EXERCISE DATA:

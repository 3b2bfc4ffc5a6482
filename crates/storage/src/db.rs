use sqlx::sqlite::{SqliteConnectOptions, SqliteJournalMode, SqlitePoolOptions, SqliteSynchronous};
use sqlx::{Executor, Pool, QueryBuilder, Sqlite};
use std::path::Path;
use std::time::Duration;
use tally_core::{
    Balance, Category, CategoryId, Money, NewTransaction, Transaction, TransactionId,
    TransactionType,
};

pub type DbPool = Pool<Sqlite>;

/// Titles bound per `IN (...)` lookup, well below SQLite's host-parameter limit.
const TITLE_LOOKUP_CHUNK: usize = 500;

type TransactionRow = (i64, String, String, i64, Option<i64>, Option<String>);

const SELECT_TRANSACTIONS: &str = r#"
    SELECT t.id, t.title, t.type, t.value_cents, c.id, c.title
    FROM transactions t
    LEFT JOIN categories c ON c.id = t.category_id
"#;

pub async fn create_db(path: &Path) -> Result<DbPool, sqlx::Error> {
    let options = SqliteConnectOptions::new()
        .filename(path)
        .create_if_missing(true)
        .journal_mode(SqliteJournalMode::Wal)
        .synchronous(SqliteSynchronous::Normal)
        .foreign_keys(true)
        .busy_timeout(Duration::from_secs(5));

    let pool = SqlitePoolOptions::new()
        .max_connections(1)
        .connect_with(options)
        .await?;

    run_migrations(&pool).await?;

    Ok(pool)
}

async fn run_migrations(pool: &DbPool) -> Result<(), sqlx::Error> {
    sqlx::query(
        r#"
        CREATE TABLE IF NOT EXISTS categories (
            id INTEGER PRIMARY KEY AUTOINCREMENT,
            title TEXT NOT NULL UNIQUE,
            created_at TEXT NOT NULL DEFAULT (datetime('now'))
        )
        "#,
    )
    .execute(pool)
    .await?;

    sqlx::query(
        r#"
        CREATE TABLE IF NOT EXISTS transactions (
            id INTEGER PRIMARY KEY AUTOINCREMENT,
            title TEXT NOT NULL,
            type TEXT NOT NULL CHECK (type IN ('income', 'outcome')),
            value_cents INTEGER NOT NULL,
            category_id INTEGER,
            created_at TEXT NOT NULL DEFAULT (datetime('now')),
            FOREIGN KEY (category_id) REFERENCES categories(id)
                ON UPDATE CASCADE ON DELETE SET NULL
        )
        "#,
    )
    .execute(pool)
    .await?;

    sqlx::query(
        "CREATE INDEX IF NOT EXISTS idx_transactions_category ON transactions(category_id)",
    )
    .execute(pool)
    .await?;

    Ok(())
}

fn transaction_from_row(r: TransactionRow) -> Result<Transaction, sqlx::Error> {
    let kind = r
        .2
        .parse::<TransactionType>()
        .map_err(|e| sqlx::Error::Decode(Box::new(e)))?;
    let category = match (r.4, r.5) {
        (Some(id), Some(title)) => Some(Category {
            id: CategoryId(id),
            title,
        }),
        _ => None,
    };
    Ok(Transaction {
        id: TransactionId(r.0),
        title: r.1,
        kind,
        value: Money::from_cents(r.3),
        category,
    })
}

pub async fn get_all_categories(pool: &DbPool) -> Result<Vec<Category>, sqlx::Error> {
    let rows = sqlx::query_as::<_, (i64, String)>("SELECT id, title FROM categories ORDER BY id")
        .fetch_all(pool)
        .await?;

    Ok(rows
        .into_iter()
        .map(|(id, title)| Category {
            id: CategoryId(id),
            title,
        })
        .collect())
}

pub async fn get_categories_by_titles(
    pool: &DbPool,
    titles: &[String],
) -> Result<Vec<Category>, sqlx::Error> {
    let mut found = Vec::new();

    for chunk in titles.chunks(TITLE_LOOKUP_CHUNK) {
        let mut query =
            QueryBuilder::<Sqlite>::new("SELECT id, title FROM categories WHERE title IN (");
        let mut separated = query.separated(", ");
        for title in chunk {
            separated.push_bind(title);
        }
        separated.push_unseparated(")");

        let rows = query
            .build_query_as::<(i64, String)>()
            .fetch_all(pool)
            .await?;
        found.extend(rows.into_iter().map(|(id, title)| Category {
            id: CategoryId(id),
            title,
        }));
    }

    found.sort_by_key(|c| c.id.0);
    Ok(found)
}

/// Inserts `title`, or resolves to the stored row when it already exists.
///
/// Two writers racing on the same new name end up sharing one category.
pub async fn upsert_category<'e, E>(executor: E, title: &str) -> Result<Category, sqlx::Error>
where
    E: Executor<'e, Database = Sqlite>,
{
    let (id, title) = sqlx::query_as::<_, (i64, String)>(
        r#"
        INSERT INTO categories (title) VALUES (?)
        ON CONFLICT(title) DO UPDATE SET title = excluded.title
        RETURNING id, title
        "#,
    )
    .bind(title)
    .fetch_one(executor)
    .await?;

    Ok(Category {
        id: CategoryId(id),
        title,
    })
}

/// Upserts one category per title inside a single database transaction.
pub async fn insert_categories(
    pool: &DbPool,
    titles: &[String],
) -> Result<Vec<Category>, sqlx::Error> {
    let mut tx = pool.begin().await?;
    let mut created = Vec::with_capacity(titles.len());

    for title in titles {
        created.push(upsert_category(&mut *tx, title).await?);
    }

    tx.commit().await?;
    Ok(created)
}

pub async fn find_or_create_category(pool: &DbPool, title: &str) -> Result<Category, sqlx::Error> {
    upsert_category(pool, title).await
}

pub async fn insert_transaction<'e, E>(
    executor: E,
    draft: NewTransaction,
) -> Result<Transaction, sqlx::Error>
where
    E: Executor<'e, Database = Sqlite>,
{
    let (id,) = sqlx::query_as::<_, (i64,)>(
        "INSERT INTO transactions (title, type, value_cents, category_id) VALUES (?, ?, ?, ?) RETURNING id",
    )
    .bind(&draft.title)
    .bind(draft.kind.as_str())
    .bind(draft.value.to_cents())
    .bind(draft.category.as_ref().map(|c| c.id.0))
    .fetch_one(executor)
    .await?;

    Ok(Transaction::from_new(TransactionId(id), draft))
}

pub async fn insert_transactions(
    pool: &DbPool,
    drafts: Vec<NewTransaction>,
) -> Result<Vec<Transaction>, sqlx::Error> {
    let mut tx = pool.begin().await?;
    let mut created = Vec::with_capacity(drafts.len());

    for draft in drafts {
        created.push(insert_transaction(&mut *tx, draft).await?);
    }

    tx.commit().await?;
    Ok(created)
}

pub async fn get_all_transactions(pool: &DbPool) -> Result<Vec<Transaction>, sqlx::Error> {
    let rows = sqlx::query_as::<_, TransactionRow>(&format!("{SELECT_TRANSACTIONS} ORDER BY t.id"))
        .fetch_all(pool)
        .await?;

    rows.into_iter().map(transaction_from_row).collect()
}

pub async fn get_transaction(
    pool: &DbPool,
    id: TransactionId,
) -> Result<Option<Transaction>, sqlx::Error> {
    let row = sqlx::query_as::<_, TransactionRow>(&format!("{SELECT_TRANSACTIONS} WHERE t.id = ?"))
        .bind(id.0)
        .fetch_optional(pool)
        .await?;

    row.map(transaction_from_row).transpose()
}

/// Returns `false` when no such transaction exists.
pub async fn delete_transaction(pool: &DbPool, id: TransactionId) -> Result<bool, sqlx::Error> {
    let result = sqlx::query("DELETE FROM transactions WHERE id = ?")
        .bind(id.0)
        .execute(pool)
        .await?;
    Ok(result.rows_affected() > 0)
}

pub async fn get_balance<'e, E>(executor: E) -> Result<Balance, sqlx::Error>
where
    E: Executor<'e, Database = Sqlite>,
{
    let (income, outcome) = sqlx::query_as::<_, (i64, i64)>(
        r#"
        SELECT
            COALESCE(SUM(CASE WHEN type = 'income' THEN value_cents END), 0),
            COALESCE(SUM(CASE WHEN type = 'outcome' THEN value_cents END), 0)
        FROM transactions
        "#,
    )
    .fetch_one(executor)
    .await?;

    Ok(Balance::new(Money::from_cents(income), Money::from_cents(outcome)))
}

TASK TO COMPLETE: Please say how many lines in the records above contain the word "SqliteSynchronous", giving the number alone.

SOLUTION: 2